By Laurence Arnold
April 18 (Bloomberg) -- Voting advocates called today for new government initiatives to reduce long lines at polls and eliminate other glitches that arose in last year's presidential election. Some proposed a national holiday to increase turnout and cut waiting time.
In 2004,``there were not enough machines in place or enough poll workers to go around,'' Kay Maxwell, president of the U.S. League of Women Voters, said at the first hearing of a commission led by former President Jimmy Carter and former Secretary of State James A. Baker III.
Maxwell and other witnesses said the U.S. government, which financed election improvements for the first time in history after the 2000 election, must provide more funding. A U.S. government commission, separate from the Carter-Baker panel, is overseeing efforts to fix problems exposed in 2000, including the ``hanging chads'' on punch-card ballots in Florida.
``The lack of money is the single most compelling explanation for the incompetence that might exist in election administration,'' said Colleen McAndrews, an election law attorney from Santa Monica, California.
Witnesses at the hearing at American University in Washington said the Help America Vote Act of 2002, enacted after the disputed 2000 election, should be just a first step in seeking ways to increase voter turnout and to reduce opportunities for election fraud.
$300 Million
Under the 2002 law, the U.S. sent $300 million to 30 states to replace their old punch-card and mechanical-lever machines. It also distributed $1.7 billion among all states to meet other requirements, including that each polling place have at least one machine that lets disabled voters cast ballots independently and privately.
The law also created the four-person U.S. Election Assistance Commission to develop guidelines and test procedures for voting systems while administering the federal grants.
Among the thorniest topics the Carter-Baker commission tackled was whether paperless electronic voting machines are prone to fraud, or whether the public at least perceives them that way. Some counties and states have purchased electronic voting machines with their federal grants to replace outdated technologies.
`Almost Totally Opaque'
Electronic voting ``is almost totally opaque,'' David Dill, a professor of computer science at Stanford University, told the commission. ``Voters have no means to confirm that the machines have recorded their votes correctly, nor will they have any assurance that their votes won't be changed at some later time.''
Dill is a leader of a group of voting-rights advocates and computer scientists who have persuaded a growing number of U.S. lawmakers and election officials either to reject paperless voting machines or to require fitting them with costly add-on printers. The printout can be verified by the voter and can serve as the official ballot in case of a dispute or recount.
So far 12 states require a vote-by-vote paper trail, half of them as a result of laws passed in the last year, and similar bills are pending in about 20 other state legislatures.
Advocates of the paperless electronic machines say they are superior because they automatically detect ``over-votes'' -- when a voter mistakenly chooses too many candidates for an office -- and are easily adapted for disabled voters or those who don't understand English. Georgia and Maryland have made statewide purchases of paperless machines made by Diebold Inc., an industry leader.

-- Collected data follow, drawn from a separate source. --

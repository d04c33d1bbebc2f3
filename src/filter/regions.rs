use std::collections::HashMap;

/// Built-in region aliases: control label → substring found in article text.
///
/// Several labels intentionally share a target ("Македонија" and "Балкан"
/// both match Balkan coverage).
pub const DEFAULT_REGION_ALIASES: &[(&str, &str)] = &[
    ("Македонија", "Балкан"),
    ("Балкан", "Балкан"),
    ("Европа", "Европска"),
    ("Азија", "Азија"),
    ("Индија", "Индија"),
    ("Африка", "Африка"),
    ("Америка", "Америка"),
    ("Австралија", "Австралија"),
    ("Антарктик", "Антарктик"),
];

/// Static mapping from a user-facing region label to its match string.
///
/// Order is preserved so that [`RegionAliasTable::tag_for`] is deterministic.
/// Labels without an entry resolve to themselves.
#[derive(Debug, Clone)]
pub struct RegionAliasTable {
    entries: Vec<(String, String)>,
}

impl Default for RegionAliasTable {
    fn default() -> Self {
        Self {
            entries: DEFAULT_REGION_ALIASES
                .iter()
                .map(|(label, target)| (label.to_string(), target.to_string()))
                .collect(),
        }
    }
}

impl RegionAliasTable {
    /// Table with no entries; every label resolves to itself.
    pub fn empty() -> Self {
        Self {
            entries: Vec::new(),
        }
    }

    /// Built-in table with `overrides` applied on top.
    ///
    /// An override for an existing label replaces its target in place;
    /// new labels are appended in sorted order so the result does not depend
    /// on `HashMap` iteration order.
    pub fn with_overrides(overrides: &HashMap<String, String>) -> Self {
        let mut table = Self::default();
        let mut extra: Vec<(&String, &String)> = Vec::new();

        for (label, target) in overrides {
            match table.entries.iter_mut().find(|(l, _)| l == label) {
                Some(entry) => entry.1 = target.clone(),
                None => extra.push((label, target)),
            }
        }

        extra.sort();
        table
            .entries
            .extend(extra.into_iter().map(|(l, t)| (l.clone(), t.clone())));
        table
    }

    /// Resolve a region label to the substring used for matching.
    pub fn resolve<'a>(&'a self, label: &'a str) -> &'a str {
        self.entries
            .iter()
            .find(|(l, _)| l == label)
            .map(|(_, target)| target.as_str())
            .unwrap_or(label)
    }

    /// First alias target contained in `text`, used as an item's region tag.
    pub fn tag_for(&self, text: &str) -> Option<String> {
        self.entries
            .iter()
            .map(|(_, target)| target)
            .find(|target| !target.is_empty() && text.contains(target.as_str()))
            .cloned()
    }

    /// Whether `label` has its own entry.
    pub fn contains(&self, label: &str) -> bool {
        self.entries.iter().any(|(l, _)| l == label)
    }

    pub fn len(&self) -> usize {
        self.entries.len()
    }

    pub fn is_empty(&self) -> bool {
        self.entries.is_empty()
    }
}
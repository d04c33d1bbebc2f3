//! Display cards materialized from article records.
//!
//! A card holds the cleaned, placeholder-filled strings the host shows, and
//! its concatenated text becomes the [`ArticleItem`] the filter matches on.

use crate::feed::payload::{ArticleRecord, FeedPayload};
use crate::filter::ArticleItem;
use crate::util::{collapse_whitespace, strip_control_chars};
use chrono::{DateTime, Datelike, NaiveDateTime, Utc};

pub const PLACEHOLDER_TITLE: &str = "Без наслов";
pub const PLACEHOLDER_SUMMARY: &str = "Ова е RSS вест. Кликнете за да прочитате повеќе...";
pub const PLACEHOLDER_SOURCE: &str = "Независен извор";
pub const PLACEHOLDER_LINK: &str = "#";
pub const PLACEHOLDER_TIME: &str = "Неодамна";
pub const DEFAULT_CATEGORY_ICON: &str = "📰";

/// Region badges that read differently from the payload value.
const REGION_DISPLAY: &[(&str, &str)] = &[("🌍 World", "🌍 Свет")];

const CATEGORY_ICONS: &[(&str, &str)] = &[
    ("Новости", "🌐"),
    ("Политика", "🏛️"),
    ("Економија", "📈"),
    ("Спорт", "⚽"),
    ("Култура", "🎭"),
    ("Наука", "🔬"),
    ("Забава", "🎬"),
];

const MONTHS_SHORT: [&str; 12] = [
    "јан.", "фев.", "мар.", "апр.", "мај", "јун.", "јул.", "авг.", "сеп.", "окт.", "ное.", "дек.",
];

/// One article ready for display.
#[derive(Debug, Clone, PartialEq, Eq)]
pub struct ArticleCard {
    /// Position in the payload; also the [`ArticleItem`] key.
    pub index: usize,
    pub region: String,
    pub category: String,
    pub category_icon: &'static str,
    pub title: String,
    pub summary: String,
    pub link: String,
    pub source: String,
    pub time: String,
}

impl ArticleCard {
    pub fn from_record(index: usize, record: &ArticleRecord, now: DateTime<Utc>) -> Self {
        let region = clean(record.region.as_deref()).unwrap_or_default();
        let region = region_display(&region).to_string();
        let category = clean(record.category.as_deref()).unwrap_or_default();

        Self {
            index,
            region,
            category_icon: category_icon(&category),
            category,
            title: clean(record.title.as_deref()).unwrap_or_else(|| PLACEHOLDER_TITLE.to_string()),
            summary: clean(record.summary.as_deref())
                .unwrap_or_else(|| PLACEHOLDER_SUMMARY.to_string()),
            link: clean(record.link.as_deref()).unwrap_or_else(|| PLACEHOLDER_LINK.to_string()),
            source: clean(record.source_name.as_deref())
                .unwrap_or_else(|| PLACEHOLDER_SOURCE.to_string()),
            time: format_relative_time(record.published.as_deref(), now),
        }
    }

    /// Whether the card points anywhere.
    pub fn has_link(&self) -> bool {
        self.link != PLACEHOLDER_LINK
    }

    /// Region and category badges, e.g. `🏔️ Балкан | 🏛️ Политика`.
    pub fn badges(&self) -> String {
        let category = if self.category.is_empty() {
            self.category_icon.to_string()
        } else {
            format!("{} {}", self.category_icon, self.category)
        };
        if self.region.is_empty() {
            category
        } else {
            format!("{} | {}", self.region, category)
        }
    }

    pub fn footer(&self) -> String {
        format!("📰 {}  🕐 {}", self.source, self.time)
    }

    /// All visible card text, one block per line.
    pub fn text(&self) -> String {
        [self.badges(), self.title.clone(), self.summary.clone(), self.footer()].join("\n")
    }

    pub fn to_item(&self) -> ArticleItem {
        ArticleItem::new(self.index, self.text())
    }
}

/// Cards for every article in `payload`, in payload order.
pub fn cards_from_payload(payload: &FeedPayload, now: DateTime<Utc>) -> Vec<ArticleCard> {
    payload
        .articles
        .iter()
        .enumerate()
        .map(|(index, record)| ArticleCard::from_record(index, record, now))
        .collect()
}

/// Strip control sequences and collapse whitespace; blank becomes `None`.
fn clean(value: Option<&str>) -> Option<String> {
    let value = value?;
    let cleaned = collapse_whitespace(&strip_control_chars(value));
    if cleaned.is_empty() {
        None
    } else {
        Some(cleaned)
    }
}

fn region_display(region: &str) -> &str {
    REGION_DISPLAY
        .iter()
        .find(|(raw, _)| *raw == region)
        .map(|(_, shown)| *shown)
        .unwrap_or(region)
}

fn category_icon(category: &str) -> &'static str {
    CATEGORY_ICONS
        .iter()
        .find(|(name, _)| *name == category)
        .map(|(_, icon)| *icon)
        .unwrap_or(DEFAULT_CATEGORY_ICON)
}

/// Parse a published timestamp.
///
/// Accepts RFC 3339, RFC 2822 and naive `YYYY-MM-DD HH:MM:SS` /
/// `YYYY-MM-DDTHH:MM:SS[.f]` (read as UTC).
pub fn parse_published(value: &str) -> Option<DateTime<Utc>> {
    let value = value.trim();
    if let Ok(dt) = DateTime::parse_from_rfc3339(value) {
        return Some(dt.with_timezone(&Utc));
    }
    if let Ok(dt) = DateTime::parse_from_rfc2822(value) {
        return Some(dt.with_timezone(&Utc));
    }
    ["%Y-%m-%d %H:%M:%S", "%Y-%m-%dT%H:%M:%S%.f"]
        .iter()
        .find_map(|fmt| NaiveDateTime::parse_from_str(value, fmt).ok())
        .map(|naive| naive.and_utc())
}

/// Format a published timestamp relative to `now`.
///
/// - absent/blank → `Неодамна`
/// - under an hour → `Пред N мин`
/// - under a day → `Пред N час` / `Пред N часа`
/// - older → day and short month, e.g. `10 јан.`
/// - unparseable → the raw value
pub fn format_relative_time(published: Option<&str>, now: DateTime<Utc>) -> String {
    let Some(raw) = published.map(str::trim).filter(|s| !s.is_empty()) else {
        return PLACEHOLDER_TIME.to_string();
    };
    let Some(at) = parse_published(raw) else {
        return raw.to_string();
    };

    // Future dates (clock skew between aggregator and reader)
    let diff = (now - at).num_seconds().max(0);
    let mins = diff / 60;
    let hours = diff / 3600;

    if mins < 60 {
        format!("Пред {} мин", mins)
    } else if hours < 24 {
        let suffix = if hours == 1 { "" } else { "а" };
        format!("Пред {} час{}", hours, suffix)
    } else {
        let month = MONTHS_SHORT[at.month0() as usize];
        format!("{} {}", at.day(), month)
    }
}
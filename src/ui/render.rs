//! Render functions for the TUI.
//!
//! Screen layout, top to bottom: header, topic bar, region bar, article
//! area, status bar. The help overlay draws on top.

use crate::app::{App, FeedState, EMPTY_FEED_MESSAGE};
use crate::feed::card::PLACEHOLDER_TIME;
use ratatui::{
    layout::{Alignment, Constraint, Direction, Layout, Rect},
    style::{Color, Modifier, Style},
    text::{Line, Span},
    widgets::{Block, Borders, Paragraph, Wrap},
    Frame,
};

use super::{articles, filters, help, status};

/// Minimum terminal dimensions required for normal operation.
pub(super) const MIN_WIDTH: u16 = 60;
pub(super) const MIN_HEIGHT: u16 = 12;

const APP_TITLE: &str = "📰 Makedon World News";
const ERROR_HEADING: &str = "⚠️ Привремен проблем со вестите";
const ERROR_BODY: &str =
    "Системот за вести моментално се ажурира. Ве молиме обидете се повторно за неколку минути.";
const LOADING_MESSAGE: &str = "Се вчитуваат вестите...";
const TOO_SMALL_SHORT: &str = "Премал екран";
const TOO_SMALL_HEADING: &str = "Терминалот е премал";

/// Main render dispatch function.
pub(super) fn render(f: &mut Frame, app: &mut App) {
    let area = f.area();

    // Guard against zero-size areas before any layout math
    if area.width < 1 || area.height < 1 {
        return;
    }

    if area.width < MIN_WIDTH || area.height < MIN_HEIGHT {
        f.render_widget(too_small_message(area), area);
        return;
    }

    let chunks = Layout::default()
        .direction(Direction::Vertical)
        .constraints([
            Constraint::Length(1),
            Constraint::Length(1),
            Constraint::Length(1),
            Constraint::Min(0),
            Constraint::Length(1),
        ])
        .split(area);

    render_header(f, app, chunks[0]);
    filters::render_topics(f, app, chunks[1]);
    filters::render_regions(f, app, chunks[2]);
    render_body(f, app, chunks[3]);
    status::render(f, app, chunks[4]);

    if app.show_help {
        help::render(f);
    }
}

/// Notice shown instead of the layout when the terminal is too small.
fn too_small_message(area: Rect) -> Paragraph<'static> {
    if area.height < 3 || area.width < 20 {
        Paragraph::new(TOO_SMALL_SHORT)
    } else {
        Paragraph::new(format!(
            "{}\n\nНајмалку: {}x{}\nМоментално: {}x{}",
            TOO_SMALL_HEADING, MIN_WIDTH, MIN_HEIGHT, area.width, area.height
        ))
        .alignment(Alignment::Center)
    }
}

/// Title, loaded-articles counter and last update time.
fn render_header(f: &mut Frame, app: &App, area: Rect) {
    let (updated, total) = match &app.feed_state {
        FeedState::Ready {
            last_updated,
            article_count,
        } => (
            last_updated.as_deref().unwrap_or(PLACEHOLDER_TIME),
            Some(*article_count),
        ),
        _ => (PLACEHOLDER_TIME, None),
    };

    let dim = Style::default().fg(Color::DarkGray);
    let mut spans = vec![
        Span::styled(
            APP_TITLE,
            Style::default()
                .fg(Color::Cyan)
                .add_modifier(Modifier::BOLD),
        ),
        Span::styled("  │  ", dim),
        Span::raw("Вчитани Вести: "),
        Span::styled(
            app.view.counter.to_string(),
            Style::default().add_modifier(Modifier::BOLD),
        ),
    ];
    if let Some(total) = total {
        spans.push(Span::styled(format!(" / {}", total), dim));
    }
    spans.push(Span::styled("  │  ", dim));
    spans.push(Span::styled(format!("Ажурирано: {}", updated), dim));

    f.render_widget(Paragraph::new(Line::from(spans)), area);
}

fn render_body(f: &mut Frame, app: &mut App, area: Rect) {
    if matches!(app.feed_state, FeedState::Ready { .. }) {
        articles::render(f, app, area);
        return;
    }

    match &app.feed_state {
        FeedState::Loading => render_message(f, area, vec![Line::from(LOADING_MESSAGE)]),
        FeedState::Empty => render_message(f, area, vec![Line::from(EMPTY_FEED_MESSAGE)]),
        FeedState::Failed { message } => {
            let lines = vec![
                Line::styled(
                    ERROR_HEADING,
                    Style::default()
                        .fg(Color::Yellow)
                        .add_modifier(Modifier::BOLD),
                ),
                Line::from(""),
                Line::from(ERROR_BODY),
                Line::from(""),
                Line::styled(
                    format!("Технички детали: {}", message),
                    Style::default().fg(Color::DarkGray),
                ),
            ];
            render_message(f, area, lines);
        }
        FeedState::Ready { .. } => {}
    }
}

/// Bordered, centered replacement content for the article area.
fn render_message(f: &mut Frame, area: Rect, lines: Vec<Line<'_>>) {
    let paragraph = Paragraph::new(lines)
        .block(Block::default().borders(Borders::ALL))
        .alignment(Alignment::Center)
        .wrap(Wrap { trim: true });
    f.render_widget(paragraph, area);
}

#[cfg(test)]
mod tests {
    use super::*;
    use ratatui::{backend::TestBackend, Terminal};

    fn screen_text(width: u16, height: u16) -> String {
        let mut terminal = Terminal::new(TestBackend::new(width, height)).unwrap();
        terminal
            .draw(|f| {
                let area = f.area();
                f.render_widget(too_small_message(area), area);
            })
            .unwrap();
        terminal
            .backend()
            .buffer()
            .content()
            .iter()
            .map(|cell| cell.symbol())
            .collect()
    }

    #[test]
    fn test_too_small_message_is_localized() {
        let text = screen_text(40, 8);
        assert!(text.contains(TOO_SMALL_HEADING));
        assert!(text.contains("Најмалку: 60x12"));
        assert!(text.contains("Моментално: 40x8"));
        assert!(!text.contains("Terminal"));

        assert!(screen_text(15, 2).contains(TOO_SMALL_SHORT));
    }
}
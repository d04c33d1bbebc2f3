use serde::Deserialize;

/// One article as published in the news payload.
///
/// Every field is optional; the card renderer substitutes placeholders.
#[derive(Debug, Clone, Default, PartialEq, Eq, Deserialize)]
#[serde(default)]
pub struct ArticleRecord {
    pub title: Option<String>,
    pub summary: Option<String>,
    pub link: Option<String>,
    #[serde(alias = "source")]
    pub source_name: Option<String>,
    pub category: Option<String>,
    pub region: Option<String>,
    pub published: Option<String>,
    pub fetched_at: Option<String>,
}

/// The precomputed news document.
///
/// Accepts both the current shape (`articles`, `article_count`) and the
/// older aggregator output (`news`, `total_news`).
#[derive(Debug, Clone, Default, PartialEq, Eq, Deserialize)]
#[serde(default)]
pub struct FeedPayload {
    #[serde(alias = "news")]
    pub articles: Vec<ArticleRecord>,
    pub last_updated: Option<String>,
    #[serde(alias = "total_news")]
    pub article_count: Option<usize>,
}

impl FeedPayload {
    /// Count to display: the published total when present, otherwise the
    /// number of articles actually delivered.
    pub fn display_count(&self) -> usize {
        self.article_count.unwrap_or(self.articles.len())
    }
}

/// Parse a JSON news payload.
pub fn parse_payload(bytes: &[u8]) -> Result<FeedPayload, serde_json::Error> {
    serde_json::from_slice(bytes)
}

Jim Dickson, director of the Disability Vote Project at the Washington-based American Association of People with Disabilities, told the commission that electronic touch-screen machines are the only ``certified, tested and proven equipment'' that provide full access to voters with disabilities.
Election Reform
Carter, a Democrat, and former President Gerald Ford, a Republican, convened a commission after the disputed 2000 presidential election. Its recommendations helped lead to passage of the 2002 law.
Last month Carter and Baker, who represented President George W. Bush in the contested Florida voting in 2000, said they had formed the current commission to continue the reform effort. The 21 members include former Senate Majority Leader Tom Daschle, a Democrat, and Robert Mosbacher, former chairman of the Republican National Committee.
The panel plans to hold a second hearing June 30 at the James A. Baker Institute for Public Policy at Rice University in Houston, and to submit a report to Congress in September.
National Holiday
At today's hearing, the panel weighed ideas that weren't included in the 2002 law, including making Election Day a national holiday.
That step would likely increase turnout, provide a deeper pool of volunteer poll workers and reduce the morning and evening lines at polling places, said McAndrews, who served on the 2001 Carter-Ford commission. That commission recommended making Election Day a holiday.
John Fund, a member of the Wall Street Journal editorial board and author of ``Stealing Elections: How Voter Fraud Threatens Our Democracy,'' said all states should require voters to produce photo identification when they show up at the polls. Eighteen states require all voters to have photo ID, according to electionline.org, a non-partisan Washington-based clearinghouse on election reform.